A la demande expresse de plusieurs admiratrices et admirateurs du Journal le Chat noir, j’ai décidé vaillamment et unilatéralement de reprendre la publication, avant leur réunion exclusive en volumes, reliés cuir et doré sur tranche, des chroniques de mon « Dictionnaire foutraque des rues de Paris » qui rappelleront de bons souvenirs aux lectrices et lecteurs de nos premiers numéros. De la grandeur, de la beauté, de la vaillance et de l’humour distillés avec soin ont toujours fait de cette chronique l’une des préférées de notre riche et fidèle lectorat. Je lui dédie le présent article avec une émotion teintée d’allégresse, espérant, dans l’accomplissement de cette mission, récolter tous ses suffrages.

Rue du Mont Cenis 48° 53′ 28″ N, 2° 20′ 38″ E

« – Tu vois petit gars, quand tu pisses tout en haut de la rue du Mont-Cenis, ça descend tout de suite vers les profondeurs… Et là tu te sens le roi de Paris, le mecton qu’est pas le frangin à pépère, l’autre cave à deux ronds. » Jules Morbaq, Pas de chance pour Mimile, éditions Balise noir, 1959.

La partie de la rue la plus intéressante se situe sur la butte Montmartre, la suite rejoignant la rue Belliard n’étant qu’un prolongement sans âme, mais ce n’est absolument pas la faute de Catherine H. qui réside dans cette dernière section. Laborieuse et volontaire, elle a d’ailleurs été couronnée rosière de Mont Cenis en 1973, distinction honorifique certes, mais dotée d’un joli prix : un séjour au Sanatorium du Mont Cenis tous frais payés, un filet garni et une bouteille de mousseux. Et ce n’est pas sans émotion qu’aujourd’hui Catherine, trois fois grand-mère, montre avec fierté à ses petits-enfants le bouchon de la bouteille, unique souvenir de ce couronnement.

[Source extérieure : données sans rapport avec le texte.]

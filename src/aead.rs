//! AEAD: AES-256-GCM with a 16-byte IV and 16-byte tag.
//!
//! Ciphertext length always equals plaintext length; the tag travels
//! separately. Every decrypt failure collapses to `DecryptionFailed`.

use aes_gcm::aead::generic_array::typenum::U16;
use aes_gcm::aead::{Aead, KeyInit, Payload};
use aes_gcm::aes::Aes256;
use aes_gcm::{AesGcm, Nonce};
use getrandom::getrandom;
use zeroize::Zeroizing;

use crate::error::{ErrorKind, Result};
use crate::wire::{AUTH_TAG_LENGTH, IV_LENGTH, SYMMETRIC_KEY_LENGTH};

/// AES-256-GCM parameterized with the frame format's 16-byte IV.
type Aes256Gcm16 = AesGcm<Aes256, U16>;

/// GCM plaintext bound: 2^39 - 256 bits.
const MAX_PLAINTEXT_BYTES: u64 = (1 << 36) - 32;

/// Generate a random 16-byte IV. Used during encryption only.
pub fn random_iv() -> Result<[u8; IV_LENGTH]> {
    let mut iv = [0u8; IV_LENGTH];
    getrandom(&mut iv).map_err(|_| ErrorKind::SecretComputationFailed)?;
    Ok(iv)
}

/// Generate a random 32-byte symmetric key.
pub fn random_symmetric_key() -> Result<Zeroizing<[u8; SYMMETRIC_KEY_LENGTH]>> {
    let mut key = Zeroizing::new([0u8; SYMMETRIC_KEY_LENGTH]);
    getrandom(key.as_mut()).map_err(|_| ErrorKind::SecretComputationFailed)?;
    Ok(key)
}

fn cipher(key: &[u8]) -> Result<Aes256Gcm16> {
    if key.len() != SYMMETRIC_KEY_LENGTH {
        return Err(ErrorKind::InvalidAesKeyLength {
            expected: SYMMETRIC_KEY_LENGTH,
            actual: key.len(),
        }
        .into());
    }
    Aes256Gcm16::new_from_slice(key).map_err(|_| {
        ErrorKind::InvalidAesKeyLength {
            expected: SYMMETRIC_KEY_LENGTH,
            actual: key.len(),
        }
        .into()
    })
}

/// Encrypt `plaintext`, returning `(iv, ciphertext, tag)` with a fresh IV.
pub fn encrypt(
    key: &[u8],
    plaintext: &[u8],
    aad: &[u8],
) -> Result<([u8; IV_LENGTH], Vec<u8>, [u8; AUTH_TAG_LENGTH])> {
    let cipher = cipher(key)?;
    let iv = random_iv()?;
    let nonce = Nonce::<U16>::from_slice(&iv);
    let mut combined = cipher
        .encrypt(nonce, Payload { msg: plaintext, aad })
        .map_err(|_| ErrorKind::MessageTooLarge {
            maximum: MAX_PLAINTEXT_BYTES,
            actual: plaintext.len() as u64,
        })?;

    // aes-gcm appends the tag; peel it off so the frame can place it.
    let tag_start = combined.len() - AUTH_TAG_LENGTH;
    let mut tag = [0u8; AUTH_TAG_LENGTH];
    tag.copy_from_slice(&combined[tag_start..]);
    combined.truncate(tag_start);
    Ok((iv, combined, tag))
}

/// Decrypt `(iv, ciphertext, tag)`. Any integrity failure surfaces as
/// `DecryptionFailed`.
pub fn decrypt(
    key: &[u8],
    iv: &[u8],
    ciphertext: &[u8],
    tag: &[u8],
    aad: &[u8],
) -> Result<Vec<u8>> {
    if iv.len() != IV_LENGTH {
        return Err(ErrorKind::InvalidIvLength {
            expected: IV_LENGTH,
            actual: iv.len(),
        }
        .into());
    }
    if tag.len() != AUTH_TAG_LENGTH {
        return Err(ErrorKind::InvalidAuthTagLength {
            expected: AUTH_TAG_LENGTH,
            actual: tag.len(),
        }
        .into());
    }
    let cipher = cipher(key)?;
    let nonce = Nonce::<U16>::from_slice(iv);

    let mut combined = Vec::with_capacity(ciphertext.len() + AUTH_TAG_LENGTH);
    combined.extend_from_slice(ciphertext);
    combined.extend_from_slice(tag);

    cipher
        .decrypt(nonce, Payload { msg: &combined, aad })
        .map_err(|_| ErrorKind::DecryptionFailed.into())
}

// ---------------------------------------------------------------------------
// Join/split helpers
// ---------------------------------------------------------------------------

/// Concatenate `iv || ciphertext || tag`.
pub fn join_components(iv: &[u8], ciphertext: &[u8], tag: &[u8]) -> Vec<u8> {
    let mut out = Vec::with_capacity(iv.len() + ciphertext.len() + tag.len());
    out.extend_from_slice(iv);
    out.extend_from_slice(ciphertext);
    out.extend_from_slice(tag);
    out
}

/// Split `iv || ciphertext || tag` back into its components.
pub fn split_components(data: &[u8]) -> Result<(&[u8], &[u8], &[u8])> {
    if data.len() < IV_LENGTH + AUTH_TAG_LENGTH {
        return Err(ErrorKind::InvalidHeaderLength {
            minimum: IV_LENGTH + AUTH_TAG_LENGTH,
            actual: data.len(),
        }
        .into());
    }
    let (iv, rest) = data.split_at(IV_LENGTH);
    let (ciphertext, tag) = rest.split_at(rest.len() - AUTH_TAG_LENGTH);
    Ok((iv, ciphertext, tag))
}

/// Split `iv || ciphertext_with_tag` (the tag still trailing the ciphertext).
pub fn split_iv_and_tagged(data: &[u8]) -> Result<(&[u8], &[u8])> {
    if data.len() < IV_LENGTH + AUTH_TAG_LENGTH {
        return Err(ErrorKind::InvalidHeaderLength {
            minimum: IV_LENGTH + AUTH_TAG_LENGTH,
            actual: data.len(),
        }
        .into());
    }
    Ok(data.split_at(IV_LENGTH))
}

#[cfg(test)]
mod tests {
    use super::*;

    fn key() -> [u8; 32] {
        [0x11; 32]
    }

    #[test]
    fn roundtrip() {
        let (iv, ct, tag) = encrypt(&key(), b"payload", b"").unwrap();
        assert_eq!(ct.len(), 7);
        let pt = decrypt(&key(), &iv, &ct, &tag, b"").unwrap();
        assert_eq!(pt, b"payload");
    }

    #[test]
    fn roundtrip_with_aad() {
        let (iv, ct, tag) = encrypt(&key(), b"payload", b"bound").unwrap();
        assert_eq!(decrypt(&key(), &iv, &ct, &tag, b"bound").unwrap(), b"payload");
        let err = decrypt(&key(), &iv, &ct, &tag, b"other").unwrap_err();
        assert_eq!(err.kind(), &ErrorKind::DecryptionFailed);
    }

    #[test]
    fn tampered_ciphertext_fails() {
        let (iv, mut ct, tag) = encrypt(&key(), b"payload", b"").unwrap();
        ct[0] ^= 0x01;
        let err = decrypt(&key(), &iv, &ct, &tag, b"").unwrap_err();
        assert_eq!(err.kind(), &ErrorKind::DecryptionFailed);
    }

    #[test]
    fn tampered_tag_fails() {
        let (iv, ct, mut tag) = encrypt(&key(), b"payload", b"").unwrap();
        tag[15] ^= 0x80;
        assert!(decrypt(&key(), &iv, &ct, &tag, b"").is_err());
    }

    #[test]
    fn wrong_key_fails() {
        let (iv, ct, tag) = encrypt(&key(), b"payload", b"").unwrap();
        let err = decrypt(&[0x22; 32], &iv, &ct, &tag, b"").unwrap_err();
        assert_eq!(err.kind(), &ErrorKind::DecryptionFailed);
    }

    #[test]
    fn length_validation() {
        assert!(matches!(
            encrypt(&[0u8; 16], b"x", b"").unwrap_err().kind(),
            ErrorKind::InvalidAesKeyLength { actual: 16, .. }
        ));
        let (iv, ct, tag) = encrypt(&key(), b"x", b"").unwrap();
        assert!(matches!(
            decrypt(&key(), &iv[..12], &ct, &tag, b"").unwrap_err().kind(),
            ErrorKind::InvalidIvLength { actual: 12, .. }
        ));
        assert!(matches!(
            decrypt(&key(), &iv, &ct, &tag[..8], b"").unwrap_err().kind(),
            ErrorKind::InvalidAuthTagLength { actual: 8, .. }
        ));
    }

    #[test]
    fn join_split_roundtrip() {
        let (iv, ct, tag) = encrypt(&key(), b"some payload", b"").unwrap();
        let joined = join_components(&iv, &ct, &tag);
        let (iv2, ct2, tag2) = split_components(&joined).unwrap();
        assert_eq!(iv2, iv);
        assert_eq!(ct2, &ct[..]);
        assert_eq!(tag2, tag);

        let mut tagged = ct.clone();
        tagged.extend_from_slice(&tag);
        let mut with_iv = iv.to_vec();
        with_iv.extend_from_slice(&tagged);
        let (iv3, rest) = split_iv_and_tagged(&with_iv).unwrap();
        assert_eq!(iv3, iv);
        assert_eq!(rest, &tagged[..]);
    }

    #[test]
    fn fresh_iv_per_encryption() {
        let (iv1, _, _) = encrypt(&key(), b"payload", b"").unwrap();
        let (iv2, _, _) = encrypt(&key(), b"payload", b"").unwrap();
        assert_ne!(iv1, iv2);
    }
}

Le machin en béton planté comme un piquet au milieu du square Claude Charpentier a été construit en 1927. Contrairement aux idées reçues, il ne s’agit pas d’un rbnb, ni du siège de la société secrète féministe des « Souris montmartroises », mais plus simplement d’un château d’eau dont le style néo-byzantin et la hauteur de 43 mètres forcent le respect. Tout ça permettant de boire un coup de flotte, de se laver le… et aussi de préparer tranquillou son pastis entre amis. Avec ses 900 m3 de contenance, ça fait une bonne marge pour l’apéro. De plus, maintenant, à la suite d’une convention, une dizaine de radios parisiennes peuvent émettre grâce aux antennes placées à son sommet. Et inutile de chercher l’ascenseur pour la visite, l’endroit est interdit au public, des fois qu’un petit malin fasse pipi dans le machin, histoire de rigoler.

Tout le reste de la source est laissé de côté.